use std::cmp;
use std::io;
use std::os::unix::io::{AsRawFd, RawFd};
use std::sync::atomic::{AtomicUsize, Ordering};
use std::time::Duration;

use libc::{c_int, EPOLLERR, EPOLLET, EPOLLHUP, EPOLLIN, EPOLLONESHOT, EPOLLOUT, EPOLLPRI, EPOLLRDHUP};

use crate::poller::{EpollOpt, Ready};

static NEXT_ID: AtomicUsize = AtomicUsize::new(0);

/// Raw epoll instance. Registrations are keyed directly by `RawFd` rather
/// than an opaque token: every fd in the pipeline identifies exactly one
/// connection at a time, so nothing a separate token would disambiguate.
pub struct Epoll {
    id: usize,
    epfd: RawFd,
}

impl Epoll {
    pub fn new() -> io::Result<Epoll> {
        let epfd = syscall!(epoll_create1(libc::EPOLL_CLOEXEC))?;
        let id = NEXT_ID.fetch_add(1, Ordering::Relaxed) + 1;

        Ok(Epoll { id, epfd })
    }

    pub fn id(&self) -> usize {
        self.id
    }

    pub fn wait(&self, events: &mut Events, timeout: Option<Duration>) -> io::Result<usize> {
        let timeout_ms = timeout
            .map(|to| cmp::min(to.as_millis(), libc::c_int::max_value() as u128) as c_int)
            .unwrap_or(-1);

        let n = syscall!(epoll_wait(
            self.epfd,
            events.inner.as_mut_ptr(),
            events.inner.capacity() as i32,
            timeout_ms
        ))?;

        unsafe { events.inner.set_len(n as usize) };

        Ok(n as usize)
    }

    pub fn add(&self, fd: RawFd, interest: Ready, opts: EpollOpt) -> io::Result<()> {
        let mut event = libc::epoll_event {
            events: ioevent_to_epoll(interest, opts),
            u64: fd as u64,
        };

        syscall!(epoll_ctl(self.epfd, libc::EPOLL_CTL_ADD, fd, &mut event))?;
        Ok(())
    }

    pub fn modify(&self, fd: RawFd, interest: Ready, opts: EpollOpt) -> io::Result<()> {
        let mut event = libc::epoll_event {
            events: ioevent_to_epoll(interest, opts),
            u64: fd as u64,
        };

        syscall!(epoll_ctl(self.epfd, libc::EPOLL_CTL_MOD, fd, &mut event))?;
        Ok(())
    }

    pub fn delete(&self, fd: RawFd) -> io::Result<()> {
        let mut event = libc::epoll_event { events: 0, u64: 0 };
        syscall!(epoll_ctl(self.epfd, libc::EPOLL_CTL_DEL, fd, &mut event))?;
        Ok(())
    }
}

fn ioevent_to_epoll(interest: Ready, opts: EpollOpt) -> u32 {
    let mut kind = 0;

    if interest.is_readable() {
        kind |= EPOLLIN;
    }

    if interest.is_writable() {
        kind |= EPOLLOUT;
    }

    if interest.is_hup() {
        kind |= EPOLLRDHUP;
    }

    if opts.is_edge() {
        kind |= EPOLLET;
    }

    if opts.is_oneshot() {
        kind |= EPOLLONESHOT;
    }

    if opts.is_level() {
        kind &= !EPOLLET;
    }

    kind as u32
}

impl AsRawFd for Epoll {
    fn as_raw_fd(&self) -> RawFd {
        self.epfd
    }
}

impl Drop for Epoll {
    fn drop(&mut self) {
        unsafe {
            let _ = libc::close(self.epfd);
        }
    }
}

pub struct Events {
    inner: Vec<libc::epoll_event>,
}

impl Events {
    pub fn with_capacity(capacity: usize) -> Events {
        Events {
            inner: Vec::with_capacity(capacity),
        }
    }

    pub fn len(&self) -> usize {
        self.inner.len()
    }

    pub fn is_empty(&self) -> bool {
        self.inner.is_empty()
    }

    /// Decoded `(fd, readiness)` pair for event `idx`.
    pub fn get(&self, idx: usize) -> Option<(RawFd, Ready)> {
        self.inner.get(idx).map(|raw| {
            let epoll = raw.events as c_int;
            let mut ready = Ready::empty();

            if (epoll & EPOLLIN) != 0 || (epoll & EPOLLPRI) != 0 {
                ready = ready | Ready::readable();
            }

            if (epoll & EPOLLOUT) != 0 {
                ready = ready | Ready::writable();
            }

            if (epoll & EPOLLERR) != 0 {
                ready = ready | Ready::error();
            }

            if (epoll & EPOLLRDHUP) != 0 || (epoll & EPOLLHUP) != 0 {
                ready = ready | Ready::hup();
            }

            (raw.u64 as RawFd, ready)
        })
    }
}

..........

Your answer must be the full listing above, printed exactly as it stands.

• Response to the task:
use std::cmp;
use std::io;
use std::os::unix::io::{AsRawFd, RawFd};
use std::sync::atomic::{AtomicUsize, Ordering};
use std::time::Duration;

use libc::{c_int, EPOLLERR, EPOLLET, EPOLLHUP, EPOLLIN, EPOLLONESHOT, EPOLLOUT, EPOLLPRI, EPOLLRDHUP};

use crate::poller::{EpollOpt, Ready};

static NEXT_ID: AtomicUsize = AtomicUsize::new(0);

/// Raw epoll instance. Registrations are keyed directly by `RawFd` rather
/// than an opaque token: every fd in the pipeline identifies exactly one
/// connection at a time, so nothing a separate token would disambiguate.
pub struct Epoll {
    id: usize,
    epfd: RawFd,
}

impl Epoll {
    pub fn new() -> io::Result<Epoll> {
        let epfd = syscall!(epoll_create1(libc::EPOLL_CLOEXEC))?;
        let id = NEXT_ID.fetch_add(1, Ordering::Relaxed) + 1;

        Ok(Epoll { id, epfd })
    }

    pub fn id(&self) -> usize {
        self.id
    }

    pub fn wait(&self, events: &mut Events, timeout: Option<Duration>) -> io::Result<usize> {
        let timeout_ms = timeout
            .map(|to| cmp::min(to.as_millis(), libc::c_int::max_value() as u128) as c_int)
            .unwrap_or(-1);

        let n = syscall!(epoll_wait(
            self.epfd,
            events.inner.as_mut_ptr(),
            events.inner.capacity() as i32,
            timeout_ms
        ))?;

        unsafe { events.inner.set_len(n as usize) };

        Ok(n as usize)
    }

    pub fn add(&self, fd: RawFd, interest: Ready, opts: EpollOpt) -> io::Result<()> {
        let mut event = libc::epoll_event {
            events: ioevent_to_epoll(interest, opts),
            u64: fd as u64,
        };

        syscall!(epoll_ctl(self.epfd, libc::EPOLL_CTL_ADD, fd, &mut event))?;
        Ok(())
    }

    pub fn modify(&self, fd: RawFd, interest: Ready, opts: EpollOpt) -> io::Result<()> {
        let mut event = libc::epoll_event {
            events: ioevent_to_epoll(interest, opts),
            u64: fd as u64,
        };

        syscall!(epoll_ctl(self.epfd, libc::EPOLL_CTL_MOD, fd, &mut event))?;
        Ok(())
    }

    pub fn delete(&self, fd: RawFd) -> io::Result<()> {
        let mut event = libc::epoll_event { events: 0, u64: 0 };
        syscall!(epoll_ctl(self.epfd, libc::EPOLL_CTL_DEL, fd, &mut event))?;
        Ok(())
    }
}

fn ioevent_to_epoll(interest: Ready, opts: EpollOpt) -> u32 {
    let mut kind = 0;

    if interest.is_readable() {
        kind |= EPOLLIN;
    }

    if interest.is_writable() {
        kind |= EPOLLOUT;
    }

    if interest.is_hup() {
        kind |= EPOLLRDHUP;
    }

    if opts.is_edge() {
        kind |= EPOLLET;
    }

    if opts.is_oneshot() {
        kind |= EPOLLONESHOT;
    }

    if opts.is_level() {
        kind &= !EPOLLET;
    }

    kind as u32
}

impl AsRawFd for Epoll {
    fn as_raw_fd(&self) -> RawFd {
        self.epfd
    }
}

impl Drop for Epoll {
    fn drop(&mut self) {
        unsafe {
            let _ = libc::close(self.epfd);
        }
    }
}

pub struct Events {
    inner: Vec<libc::epoll_event>,
}

impl Events {
    pub fn with_capacity(capacity: usize) -> Events {
        Events {
            inner: Vec::with_capacity(capacity),
        }
    }

    pub fn len(&self) -> usize {
        self.inner.len()
    }

    pub fn is_empty(&self) -> bool {
        self.inner.is_empty()
    }

    /// Decoded `(fd, readiness)` pair for event `idx`.
    pub fn get(&self, idx: usize) -> Option<(RawFd, Ready)> {
        self.inner.get(idx).map(|raw| {
            let epoll = raw.events as c_int;
            let mut ready = Ready::empty();

            if (epoll & EPOLLIN) != 0 || (epoll & EPOLLPRI) != 0 {
                ready = ready | Ready::readable();
            }

            if (epoll & EPOLLOUT) != 0 {
                ready = ready | Ready::writable();
            }

            if (epoll & EPOLLERR) != 0 {
                ready = ready | Ready::error();
            }

            if (epoll & EPOLLRDHUP) != 0 || (epoll & EPOLLHUP) != 0 {
                ready = ready | Ready::hup();
            }

            (raw.u64 as RawFd, ready)
        })
    }
}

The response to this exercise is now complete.